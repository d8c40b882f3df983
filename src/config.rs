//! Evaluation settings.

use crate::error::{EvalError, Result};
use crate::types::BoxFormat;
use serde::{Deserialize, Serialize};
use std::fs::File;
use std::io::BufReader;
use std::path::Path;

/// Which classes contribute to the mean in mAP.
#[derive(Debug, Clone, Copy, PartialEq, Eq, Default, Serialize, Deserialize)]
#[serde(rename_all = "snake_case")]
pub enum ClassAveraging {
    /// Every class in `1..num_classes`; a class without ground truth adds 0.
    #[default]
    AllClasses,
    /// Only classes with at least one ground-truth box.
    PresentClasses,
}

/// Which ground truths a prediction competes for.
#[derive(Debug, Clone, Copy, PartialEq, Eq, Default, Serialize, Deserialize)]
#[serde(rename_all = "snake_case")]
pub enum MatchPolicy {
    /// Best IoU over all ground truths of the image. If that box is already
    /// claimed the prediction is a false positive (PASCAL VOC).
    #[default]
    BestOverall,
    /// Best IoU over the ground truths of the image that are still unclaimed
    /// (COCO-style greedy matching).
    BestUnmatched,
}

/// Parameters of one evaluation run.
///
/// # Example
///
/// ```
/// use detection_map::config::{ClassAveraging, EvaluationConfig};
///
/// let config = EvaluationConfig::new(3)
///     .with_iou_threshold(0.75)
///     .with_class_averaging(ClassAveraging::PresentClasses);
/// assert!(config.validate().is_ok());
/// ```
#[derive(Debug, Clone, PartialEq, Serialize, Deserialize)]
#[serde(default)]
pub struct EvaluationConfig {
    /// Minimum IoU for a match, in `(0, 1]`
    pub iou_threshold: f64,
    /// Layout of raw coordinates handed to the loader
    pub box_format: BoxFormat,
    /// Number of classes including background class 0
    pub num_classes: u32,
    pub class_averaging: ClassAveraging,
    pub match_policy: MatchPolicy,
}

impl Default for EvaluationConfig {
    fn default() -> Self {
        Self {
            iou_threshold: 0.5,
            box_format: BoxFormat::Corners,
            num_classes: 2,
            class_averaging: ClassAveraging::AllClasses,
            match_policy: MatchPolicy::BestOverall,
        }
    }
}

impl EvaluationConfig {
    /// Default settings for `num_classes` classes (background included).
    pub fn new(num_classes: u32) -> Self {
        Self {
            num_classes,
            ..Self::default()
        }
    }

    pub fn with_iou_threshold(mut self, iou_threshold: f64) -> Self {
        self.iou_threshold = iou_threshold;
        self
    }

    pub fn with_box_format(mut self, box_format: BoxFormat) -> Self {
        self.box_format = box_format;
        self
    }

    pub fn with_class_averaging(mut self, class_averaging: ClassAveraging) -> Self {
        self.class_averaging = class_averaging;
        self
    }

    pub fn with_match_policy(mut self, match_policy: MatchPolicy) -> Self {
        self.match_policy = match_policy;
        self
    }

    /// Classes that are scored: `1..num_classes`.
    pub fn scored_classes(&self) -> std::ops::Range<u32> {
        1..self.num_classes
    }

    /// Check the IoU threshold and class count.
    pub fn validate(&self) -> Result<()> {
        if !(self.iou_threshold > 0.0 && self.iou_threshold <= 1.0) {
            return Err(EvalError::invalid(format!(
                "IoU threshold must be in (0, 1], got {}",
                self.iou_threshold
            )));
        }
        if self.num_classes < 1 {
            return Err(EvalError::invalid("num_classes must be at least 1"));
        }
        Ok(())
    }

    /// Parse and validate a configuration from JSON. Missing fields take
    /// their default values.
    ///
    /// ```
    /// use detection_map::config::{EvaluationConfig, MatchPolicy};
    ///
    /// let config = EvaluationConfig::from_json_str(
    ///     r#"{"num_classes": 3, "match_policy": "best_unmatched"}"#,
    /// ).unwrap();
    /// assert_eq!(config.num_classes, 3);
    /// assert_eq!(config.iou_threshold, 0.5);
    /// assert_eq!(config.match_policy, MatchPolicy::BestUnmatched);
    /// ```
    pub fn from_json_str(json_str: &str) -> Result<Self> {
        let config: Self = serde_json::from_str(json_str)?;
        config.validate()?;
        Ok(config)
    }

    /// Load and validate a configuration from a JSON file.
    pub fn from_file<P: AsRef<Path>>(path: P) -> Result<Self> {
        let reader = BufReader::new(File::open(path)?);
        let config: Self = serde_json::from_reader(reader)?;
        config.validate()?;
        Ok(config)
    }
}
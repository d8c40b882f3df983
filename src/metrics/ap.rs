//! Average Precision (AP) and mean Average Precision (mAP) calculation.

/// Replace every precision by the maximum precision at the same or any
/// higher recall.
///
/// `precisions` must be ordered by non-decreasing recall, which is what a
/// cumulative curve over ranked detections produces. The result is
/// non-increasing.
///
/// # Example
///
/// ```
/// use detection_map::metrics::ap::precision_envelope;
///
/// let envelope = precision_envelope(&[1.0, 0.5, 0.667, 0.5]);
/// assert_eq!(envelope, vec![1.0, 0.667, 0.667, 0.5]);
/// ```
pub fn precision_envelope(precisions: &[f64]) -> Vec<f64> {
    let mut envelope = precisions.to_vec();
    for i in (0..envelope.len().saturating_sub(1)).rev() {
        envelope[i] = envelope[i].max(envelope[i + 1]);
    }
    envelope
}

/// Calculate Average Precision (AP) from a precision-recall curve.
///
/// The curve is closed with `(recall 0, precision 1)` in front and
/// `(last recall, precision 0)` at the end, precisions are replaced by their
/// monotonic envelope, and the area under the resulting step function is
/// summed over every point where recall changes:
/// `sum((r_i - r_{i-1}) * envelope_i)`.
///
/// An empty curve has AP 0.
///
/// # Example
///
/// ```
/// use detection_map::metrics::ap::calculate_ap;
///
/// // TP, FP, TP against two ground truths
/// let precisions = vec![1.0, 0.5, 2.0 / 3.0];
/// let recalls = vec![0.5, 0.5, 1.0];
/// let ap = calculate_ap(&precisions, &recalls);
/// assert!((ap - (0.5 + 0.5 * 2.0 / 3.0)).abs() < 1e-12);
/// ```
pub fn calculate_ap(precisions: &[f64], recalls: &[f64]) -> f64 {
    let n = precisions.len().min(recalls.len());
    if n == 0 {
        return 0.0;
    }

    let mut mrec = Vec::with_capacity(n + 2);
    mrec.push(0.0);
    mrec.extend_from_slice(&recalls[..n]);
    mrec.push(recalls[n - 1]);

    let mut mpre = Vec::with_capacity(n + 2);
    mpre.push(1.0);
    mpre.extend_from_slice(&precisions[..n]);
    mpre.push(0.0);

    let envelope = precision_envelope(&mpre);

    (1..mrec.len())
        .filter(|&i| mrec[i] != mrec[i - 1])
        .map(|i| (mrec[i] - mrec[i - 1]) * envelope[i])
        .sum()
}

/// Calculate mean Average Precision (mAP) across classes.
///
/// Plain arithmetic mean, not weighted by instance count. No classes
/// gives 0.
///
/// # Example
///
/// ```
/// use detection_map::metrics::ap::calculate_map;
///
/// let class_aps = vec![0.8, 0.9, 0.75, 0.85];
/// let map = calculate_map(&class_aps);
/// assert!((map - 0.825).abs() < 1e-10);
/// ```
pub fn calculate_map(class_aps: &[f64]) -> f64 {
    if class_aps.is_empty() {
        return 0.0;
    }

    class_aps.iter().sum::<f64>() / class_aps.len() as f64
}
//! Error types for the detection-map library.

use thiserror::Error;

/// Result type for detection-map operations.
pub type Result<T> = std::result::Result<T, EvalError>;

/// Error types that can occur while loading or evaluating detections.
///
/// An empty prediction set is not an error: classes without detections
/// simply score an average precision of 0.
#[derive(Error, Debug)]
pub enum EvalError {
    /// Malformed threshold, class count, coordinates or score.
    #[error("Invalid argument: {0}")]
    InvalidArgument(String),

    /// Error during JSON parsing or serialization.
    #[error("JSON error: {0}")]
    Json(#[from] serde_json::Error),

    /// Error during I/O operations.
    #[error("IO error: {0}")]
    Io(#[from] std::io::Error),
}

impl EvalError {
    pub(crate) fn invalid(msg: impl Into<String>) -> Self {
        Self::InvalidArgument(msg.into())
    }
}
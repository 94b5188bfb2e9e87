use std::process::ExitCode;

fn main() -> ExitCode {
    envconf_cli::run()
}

● ● ● ● ●

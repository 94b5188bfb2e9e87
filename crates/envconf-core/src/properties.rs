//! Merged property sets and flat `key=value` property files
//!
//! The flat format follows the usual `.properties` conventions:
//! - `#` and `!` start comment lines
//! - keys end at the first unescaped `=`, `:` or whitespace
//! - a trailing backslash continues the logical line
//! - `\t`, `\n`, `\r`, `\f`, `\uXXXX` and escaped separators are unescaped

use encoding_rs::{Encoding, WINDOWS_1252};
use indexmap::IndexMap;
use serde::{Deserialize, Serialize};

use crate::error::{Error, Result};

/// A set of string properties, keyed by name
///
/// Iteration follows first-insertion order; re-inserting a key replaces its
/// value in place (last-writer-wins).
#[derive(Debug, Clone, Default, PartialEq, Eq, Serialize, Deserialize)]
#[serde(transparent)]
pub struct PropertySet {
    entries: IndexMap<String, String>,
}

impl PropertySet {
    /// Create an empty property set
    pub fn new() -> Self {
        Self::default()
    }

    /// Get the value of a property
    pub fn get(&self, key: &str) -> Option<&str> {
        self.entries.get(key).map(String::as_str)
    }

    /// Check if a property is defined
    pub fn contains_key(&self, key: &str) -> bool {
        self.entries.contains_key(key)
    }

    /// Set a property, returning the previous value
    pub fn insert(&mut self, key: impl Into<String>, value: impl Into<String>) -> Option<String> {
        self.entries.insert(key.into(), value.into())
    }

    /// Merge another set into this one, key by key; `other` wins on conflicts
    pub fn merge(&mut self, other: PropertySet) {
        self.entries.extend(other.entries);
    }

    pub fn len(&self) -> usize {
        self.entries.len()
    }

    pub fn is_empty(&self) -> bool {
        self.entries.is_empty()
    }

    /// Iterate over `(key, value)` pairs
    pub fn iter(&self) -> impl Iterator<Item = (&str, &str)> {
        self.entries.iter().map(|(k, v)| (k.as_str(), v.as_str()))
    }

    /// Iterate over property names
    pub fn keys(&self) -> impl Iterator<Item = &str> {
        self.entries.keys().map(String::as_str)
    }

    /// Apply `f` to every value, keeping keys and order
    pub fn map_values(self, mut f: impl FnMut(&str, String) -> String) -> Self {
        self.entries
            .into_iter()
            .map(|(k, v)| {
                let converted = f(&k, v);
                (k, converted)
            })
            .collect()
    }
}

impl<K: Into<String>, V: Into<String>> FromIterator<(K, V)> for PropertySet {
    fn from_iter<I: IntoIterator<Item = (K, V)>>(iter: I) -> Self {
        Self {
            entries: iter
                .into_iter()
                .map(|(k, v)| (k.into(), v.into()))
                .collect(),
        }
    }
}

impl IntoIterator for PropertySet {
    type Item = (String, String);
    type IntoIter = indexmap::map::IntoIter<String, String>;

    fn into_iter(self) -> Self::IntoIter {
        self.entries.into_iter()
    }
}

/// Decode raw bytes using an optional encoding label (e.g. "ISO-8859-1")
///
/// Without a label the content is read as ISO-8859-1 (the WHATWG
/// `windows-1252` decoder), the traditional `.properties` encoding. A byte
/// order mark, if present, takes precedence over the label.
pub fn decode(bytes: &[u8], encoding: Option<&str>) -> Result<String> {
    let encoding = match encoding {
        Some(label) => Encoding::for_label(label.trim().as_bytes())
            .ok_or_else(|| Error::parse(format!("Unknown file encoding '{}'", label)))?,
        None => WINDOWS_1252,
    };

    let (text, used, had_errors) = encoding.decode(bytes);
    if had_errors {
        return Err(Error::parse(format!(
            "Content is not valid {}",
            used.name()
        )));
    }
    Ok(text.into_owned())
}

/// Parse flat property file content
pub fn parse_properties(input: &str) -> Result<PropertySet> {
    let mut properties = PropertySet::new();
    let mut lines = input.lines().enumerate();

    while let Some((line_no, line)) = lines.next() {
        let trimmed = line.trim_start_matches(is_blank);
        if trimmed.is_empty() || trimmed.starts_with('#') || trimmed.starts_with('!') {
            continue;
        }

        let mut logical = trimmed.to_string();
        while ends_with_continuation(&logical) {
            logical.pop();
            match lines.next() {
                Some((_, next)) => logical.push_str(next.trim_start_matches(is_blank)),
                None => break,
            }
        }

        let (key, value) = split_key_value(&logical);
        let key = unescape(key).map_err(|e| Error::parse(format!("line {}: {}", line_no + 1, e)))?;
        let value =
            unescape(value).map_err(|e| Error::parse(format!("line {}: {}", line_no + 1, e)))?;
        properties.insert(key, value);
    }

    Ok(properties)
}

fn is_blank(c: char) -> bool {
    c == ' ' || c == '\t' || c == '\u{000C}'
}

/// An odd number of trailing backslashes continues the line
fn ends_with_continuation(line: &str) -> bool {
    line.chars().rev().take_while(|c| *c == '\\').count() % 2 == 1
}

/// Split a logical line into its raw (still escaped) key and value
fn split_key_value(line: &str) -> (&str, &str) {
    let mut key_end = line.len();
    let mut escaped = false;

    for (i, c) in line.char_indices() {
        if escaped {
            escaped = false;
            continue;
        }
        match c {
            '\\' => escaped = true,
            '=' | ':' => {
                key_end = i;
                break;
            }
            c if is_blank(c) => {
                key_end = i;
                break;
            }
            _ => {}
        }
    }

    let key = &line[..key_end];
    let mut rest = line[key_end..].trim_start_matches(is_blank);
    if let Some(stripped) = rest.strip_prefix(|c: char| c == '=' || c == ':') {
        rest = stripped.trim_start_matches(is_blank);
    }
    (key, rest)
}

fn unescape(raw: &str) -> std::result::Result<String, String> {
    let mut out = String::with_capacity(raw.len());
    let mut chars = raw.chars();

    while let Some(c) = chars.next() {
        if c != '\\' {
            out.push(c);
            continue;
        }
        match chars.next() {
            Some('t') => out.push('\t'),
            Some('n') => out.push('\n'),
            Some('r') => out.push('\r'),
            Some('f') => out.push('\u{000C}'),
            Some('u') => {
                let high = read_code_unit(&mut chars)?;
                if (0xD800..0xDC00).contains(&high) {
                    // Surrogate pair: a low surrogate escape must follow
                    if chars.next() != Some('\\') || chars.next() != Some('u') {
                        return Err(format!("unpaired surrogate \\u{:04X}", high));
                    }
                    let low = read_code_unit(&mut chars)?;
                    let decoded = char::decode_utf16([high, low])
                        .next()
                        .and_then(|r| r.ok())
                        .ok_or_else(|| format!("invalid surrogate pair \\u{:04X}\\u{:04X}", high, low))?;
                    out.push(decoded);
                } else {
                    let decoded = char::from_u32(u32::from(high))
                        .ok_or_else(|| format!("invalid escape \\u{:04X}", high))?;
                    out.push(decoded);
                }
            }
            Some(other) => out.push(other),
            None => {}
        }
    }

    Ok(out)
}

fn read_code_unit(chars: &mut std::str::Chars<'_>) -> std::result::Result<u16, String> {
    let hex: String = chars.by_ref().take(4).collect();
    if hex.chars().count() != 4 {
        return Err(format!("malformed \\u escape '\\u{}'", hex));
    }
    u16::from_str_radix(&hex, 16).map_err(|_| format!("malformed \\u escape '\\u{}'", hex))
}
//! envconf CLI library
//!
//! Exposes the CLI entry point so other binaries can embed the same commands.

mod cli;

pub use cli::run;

● ● ● ● ●

#### Problem requirements:
State how many lines of the entries contain the word "mrec". Nothing besides the number belongs in the reply.

#### Response to this exercise:
7